Losing a pregnancy or infant may very well be the second, third or more child in a family’s life. You may have children who knew that you were pregnant and were enthusiastically anticipating the arrival of this new baby into the family.
Explaining to children what happened and how you are feeling can be challenging and complex. Depending on the type of loss and the age of your children will affect how
much information you will share. There could be many details that are beyond a child’s ability to comprehend.
It is recommended by Child Life experts and child psychologists that children be told the truth – that there was a loss – in words that they can understand and integrate into their lives. If you tell a child that “the baby is in heaven” – they may be confused since their concept of heaven is probably not well formulated. They may conjure up their own images which could lead to misunderstandings, fears and nightmares.
You may want to explain the concept of death by talking about an experience that your child can relate to: perhaps a pet has died, a grandparent, or even the leaves on the trees. Whatever you choose to use, it is best to be concrete.

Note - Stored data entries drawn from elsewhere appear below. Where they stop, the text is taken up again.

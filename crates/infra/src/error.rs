//! Storage-facing error types.
//!
//! ## Error Mapping
//!
//! SQLx errors are mapped as follows:
//!
//! | SQLx Error | PostgreSQL Error Code | Mapped to | Scenario |
//! |------------|----------------------|-----------|----------|
//! | Database (foreign key violation) | `23503` | `NotFound` | Subscription created for a product that is not in the catalog table |
//! | Database (check constraint violation) | `23514` | `Consistency` | Row would break a schema-level invariant |
//! | Database (other) | Any other | `Database` | Other database errors |
//! | PoolClosed / Io / Tls / ... | N/A | `Database` | Connectivity failures |

use thiserror::Error;

use tenure_core::Version;
use tenure_subscriptions::{LifecycleError, SubscriptionStatus};

/// Failure of a subscription store operation.
///
/// Every variant is terminal for the operation that produced it: the enclosing
/// transaction was rolled back and nothing was persisted.
#[derive(Debug, Error, Clone, PartialEq, Eq)]
pub enum StoreError {
    #[error("invalid identifier: {0}")]
    InvalidIdentifier(String),

    #[error("not found")]
    NotFound,

    #[error("product reference required")]
    ProductRequired,

    #[error("product duration out of range (got {0} days)")]
    InvalidProductDuration(i32),

    #[error("subscription cannot be paused while {0}")]
    CannotPause(SubscriptionStatus),

    #[error("subscription cannot be unpaused while {0}")]
    CannotUnpause(SubscriptionStatus),

    #[error("subscription is already cancelled")]
    CannotCancel,

    /// The caller's expected version is stale.
    #[error("concurrent modification: expected version {expected}, found {actual}")]
    ConcurrentModification { expected: Version, actual: Version },

    /// Stored state violates a lifecycle invariant. Always a defect.
    #[error("consistency fault: {0}")]
    Consistency(String),

    #[error("storage failure: {0}")]
    Database(String),
}

impl StoreError {
    /// Only version conflicts can succeed on a retry (after re-reading).
    pub fn is_retryable(&self) -> bool {
        matches!(self, StoreError::ConcurrentModification { .. })
    }

    /// Whether the error signals a defect rather than a caller mistake.
    pub fn is_internal(&self) -> bool {
        matches!(self, StoreError::Consistency(_) | StoreError::Database(_))
    }
}

impl From<LifecycleError> for StoreError {
    fn from(value: LifecycleError) -> Self {
        match value {
            LifecycleError::ProductRequired => StoreError::ProductRequired,
            LifecycleError::InvalidProductDuration(days) => StoreError::InvalidProductDuration(days),
            LifecycleError::InvalidIdentifier(msg) => StoreError::InvalidIdentifier(msg),
            LifecycleError::CannotPause(status) => StoreError::CannotPause(status),
            LifecycleError::CannotUnpause(status) => StoreError::CannotUnpause(status),
            LifecycleError::CannotCancel => StoreError::CannotCancel,
            LifecycleError::Inconsistent(msg) => StoreError::Consistency(msg),
        }
    }
}

impl From<tenure_core::DomainError> for StoreError {
    fn from(value: tenure_core::DomainError) -> Self {
        match value {
            tenure_core::DomainError::InvalidId(msg) => StoreError::InvalidIdentifier(msg),
            other => StoreError::Consistency(other.to_string()),
        }
    }
}

/// Failure of a product catalog lookup.
#[derive(Debug, Error, Clone, PartialEq, Eq)]
pub enum CatalogError {
    #[error("invalid identifier: {0}")]
    InvalidIdentifier(String),

    #[error("product not found")]
    NotFound,

    #[error("invalid product: {0}")]
    InvalidProduct(String),

    #[error("storage failure: {0}")]
    Database(String),
}

impl From<tenure_core::DomainError> for CatalogError {
    fn from(value: tenure_core::DomainError) -> Self {
        match value {
            tenure_core::DomainError::InvalidId(msg) => CatalogError::InvalidIdentifier(msg),
            other => CatalogError::InvalidProduct(other.to_string()),
        }
    }
}

/// Map SQLx errors to [`StoreError`].
pub(crate) fn map_sqlx_error(operation: &str, err: sqlx::Error) -> StoreError {
    match err {
        sqlx::Error::Database(db_err) => {
            let msg = format!("database error in {}: {}", operation, db_err.message());

            match db_err.code().as_deref() {
                // Foreign key violation: the referenced product does not exist
                Some("23503") => StoreError::NotFound,
                // Check constraint violation
                Some("23514") => StoreError::Consistency(msg),
                _ => StoreError::Database(msg),
            }
        }
        sqlx::Error::PoolClosed => {
            StoreError::Database(format!("connection pool closed in {}", operation))
        }
        sqlx::Error::RowNotFound => StoreError::NotFound,
        _ => StoreError::Database(format!("sqlx error in {}: {}", operation, err)),
    }
}

pub(crate) fn map_catalog_sqlx_error(operation: &str, err: sqlx::Error) -> CatalogError {
    match err {
        sqlx::Error::RowNotFound => CatalogError::NotFound,
        other => CatalogError::Database(format!("sqlx error in {}: {}", operation, other)),
    }
}
//! Module graph storage and depth-first cycle detection.

use indexmap::IndexMap;
use rustc_hash::FxHashSet;
use serde::{Deserialize, Serialize};

/// Directed graph of module identifiers.
///
/// Edge lists keep insertion order, and iteration over modules follows
/// first-tracked order, so traversal results are deterministic for a given
/// build sequence.
#[derive(Debug, Clone, Default, PartialEq, Eq, Serialize, Deserialize)]
pub struct ModuleGraph {
    edges: IndexMap<String, Vec<String>>,
}

impl ModuleGraph {
    /// Create an empty graph.
    pub fn new() -> Self {
        Self::default()
    }

    /// Record the full ordered dependency list for `module_id`.
    ///
    /// The previous list, if any, is replaced outright - last write wins.
    /// The node is created when absent. Tracking the same list twice is a
    /// no-op.
    pub fn track(&mut self, module_id: impl Into<String>, dependency_ids: Vec<String>) {
        self.edges.insert(module_id.into(), dependency_ids);
    }

    /// Remove a module's entry entirely. Returns whether it was present.
    ///
    /// Other modules may still reference the removed id; dangling edges are
    /// treated as leaves during traversal.
    pub fn untrack(&mut self, module_id: &str) -> bool {
        self.edges.shift_remove(module_id).is_some()
    }

    /// The stored dependency list for `module_id`, if tracked.
    pub fn dependencies_of(&self, module_id: &str) -> Option<&[String]> {
        self.edges.get(module_id).map(Vec::as_slice)
    }

    /// Whether `module_id` has been tracked.
    pub fn contains(&self, module_id: &str) -> bool {
        self.edges.contains_key(module_id)
    }

    /// Tracked module identifiers, in first-tracked order.
    pub fn modules(&self) -> impl Iterator<Item = &str> {
        self.edges.keys().map(String::as_str)
    }

    /// Number of tracked modules.
    pub fn module_count(&self) -> usize {
        self.edges.len()
    }

    /// Whether any module has been tracked.
    pub fn is_empty(&self) -> bool {
        self.edges.is_empty()
    }

    /// Find the first cycle reachable from `start_id`, depth-first.
    ///
    /// Dependencies are followed in stored list order, so the result is
    /// deterministic: the first repeated node encountered in pre-order
    /// wins. The returned path starts at the repeated node and is closed
    /// by appending it once more (`[b, c, b]` for a `b -> c -> b` loop
    /// found below some other root). An empty vec means no cycle is
    /// reachable from `start_id`.
    ///
    /// Nodes fully explored without producing a cycle are memoized and
    /// never revisited from another path, which keeps diamond-shaped
    /// graphs linear instead of exponential. Untracked ids are leaves.
    pub fn detect_circular_dependencies(&self, start_id: &str) -> Vec<String> {
        let mut path: Vec<&str> = vec![start_id];
        let mut frames = vec![self.edge_list(start_id).iter()];
        let mut clean: FxHashSet<&str> = FxHashSet::default();

        while let Some(frame) = frames.last_mut() {
            match frame.next() {
                Some(dependency) => {
                    if let Some(position) = path.iter().position(|id| *id == dependency.as_str()) {
                        let mut cycle: Vec<String> =
                            path[position..].iter().map(|id| (*id).to_string()).collect();
                        cycle.push(dependency.clone());
                        tracing::debug!(
                            start = start_id,
                            cycle = %format_cycle(&cycle),
                            "circular dependency detected"
                        );
                        return cycle;
                    }
                    if clean.contains(dependency.as_str()) {
                        continue;
                    }
                    path.push(dependency.as_str());
                    frames.push(self.edge_list(dependency).iter());
                }
                None => {
                    frames.pop();
                    if let Some(explored) = path.pop() {
                        clean.insert(explored);
                    }
                }
            }
        }

        Vec::new()
    }

    fn edge_list(&self, module_id: &str) -> &[String] {
        self.edges.get(module_id).map(Vec::as_slice).unwrap_or(&[])
    }
}

/// Render a cycle path as `a -> b -> a` for diagnostics.
pub fn format_cycle(cycle: &[String]) -> String {
    cycle.join(" -> ")
}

It is okay to show your emotions and for your child/ren to see you sad. This is natural. It is also natural for them to be sad as well. It is a very sad family event. We are always looking to shield our children from “bad” or “sad” things but the truth is always better. Your children will sense that something is different or amiss. They will sense your sadness. Some parents think they can hide their feelings as a way to protect their children from reality. What may happen in these cases is that children will start to fantasize about “what is making Mommy sad” or “what happened to the baby in her stomach”. Some children may blame themselves since they may have not been so happy about the new addition to their family’s life. Some children may develop deep fears about going to the doctor or hospital because “such bad things happened to their Mommy and/or sibling there.” As difficult as it seems to do, it is ultimately better to address these issues honestly at the time of the loss. You may think your child is too young to understand but children are very perceptive and they will notice changes in the family, in the plans and in your mood.
There is some very good material for how to talk to children about perinatal loss. You can search for this on the Internet or find some books in the library where you can read a story to your child that will help you to find the right words to say.